Sunday, November 28, 2010

The Christian Right XVII Others On the Right 87

Let's say a few words about the rest of the conservative movement. The Christian Right doesn't quite have the monopoly it seeks.

Babbitt, by Sinclair Lewis, and Similar Tag-Alongs

A plurality of the modern Republican Party are now born-again Christians, dupes for Lewis's Elmer Gantry. Most of the rest are a lot like George Babbitt, even almost ninety years later. Sinclair Lewis hit a home run when his book Babbitt was published in 1922. Again, copies of George Babbitt have simply got to be the second largest group of conservatives.

Babbitt makes a good living in real estate. He is always getting along, going along, trying to be popular even with his subordinates, climbing the social ladder his wife wants him to climb and having lunch every day at the club. He muddies his own life with his own manufactured crisis and then repents. He lives a life of foggy, confused, self-serving hypocrisy, rather like most of the residents of Palomo Grove in Clive Barker's The Great and Secret Show. The great secret of Babbitt, though, is that he'll sell anyone out at any time in order to advance his own material position. Babbitt's bible isn't the Good Book but Stendhal's masterpiece of the courtier, The Charterhouse of Parma by Stendhal.

The positive thinking, Norman Vincent Peale types and the followers of Dale Carnegie's cookbook, How to Win Friends and Influence People, belong in the Babbitt camp. The treachery and double-dealing of this group is stupendous. They even sold themselves out when then bargained away the Republican Party and gave the rules committee and credentials committee to the Christian right, thus suffocating themselves as the rump group of their own crusade.
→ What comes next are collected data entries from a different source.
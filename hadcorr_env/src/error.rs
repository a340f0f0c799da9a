//! Error types for the HadCorr environment abstraction.

use thiserror::Error;

/// Errors that can occur in the environment abstraction layer.
#[derive(Debug, Error)]
pub enum EnvError {
    /// Event data could not be (de)serialized
    #[error("Serialization error: {0}")]
    SerializationError(#[from] serde_json::Error),
    
    /// Underlying file I/O failed
    #[error("I/O error: {0}")]
    Io(#[from] std::io::Error),
    
    /// An object with this name is already registered in the event
    #[error("Object already registered: {0}")]
    DuplicateObject(String),
}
The way to fight these sycophants is simply to understand couriers better than they understand themselves. This is easy. In addition to The Charterhouse of Parma, La Rochefoucauld's Maxims will do the trick – I recommend the elegant, clever translation of Leonard Tancock. We'll get back to the Maxims later in this blog.

The Intellectual Conservatives

Austriocons, Buchanocons, Neocons, Aquinacons, Radiocons, Sociocons, Theocons, Republicons, Catocons, and Platocons as mentioned by John Dean's book Conservatives Without Conscience. Dean got this information from a 1996 article from Insight in the News of December 23, 1996, by David Wagner, still on line at http://findarticles.com/p/articles/mi_m1571/is_n48_v12/ai_18963097/?tag=content;col1 . Theocons seem to be a smaller, tighter, more ideological group than the discussion in this blog on the Christian Right. My guess is that some of the Babbitt clones are Neocons or Radiocons or Republicons, but most such courtiers eschew a philosophical orientation altogether.

These intellectual conservatives seem to lack fire and any ability to organize effectively. Nor can they cooperate trustfully with independents and disaffected democrats (as the Tea Party can do rather easily). I think their ideological quibbles are a tar pit worth staying out of. Overall, my judgment is that only some of the Catocons are capable of making and defending a rational argument.

[Platocon Allan Bloom wrote an incisive book called The Closing of the American Mind which will come up later in this blog].

Goldwater Republicans

Often “Taft Republicans” and their offspring, these folks tend to be in their 70s or 80s by now. Some of their baby boomer children belong in this group. They believe in small, honest, limited government, a sound dollar, strong defense, a reluctance to go to war unless strategically necessary, the relentless prosecution of white collar crime, a sunsetting of nanny socialism and wealth transfers, an absence of influence peddling or lobbying, a free press and an absolute separation of church and state. During the Cold War, they favored relentless pursuit of victory in that conflict. The successor to Goldwater was a character actor with an impressive skill at communicating on television, Ronald Reagan. Reagan did not have the power in congress to implement the Goldwater vision, yet he brought down big game by winning the Cold War (with critical assistance from Margaret Thatcher). Reagan retired and died without a successor. The Christian Right has repeatedly tried and utterly failed to copy Reagan's communication skill. I think that failure has two causes – they should have copied the original, Goldwater; and they lack (to the point of distrusting) the common sense and wisdom of both Goldwater and Reagan.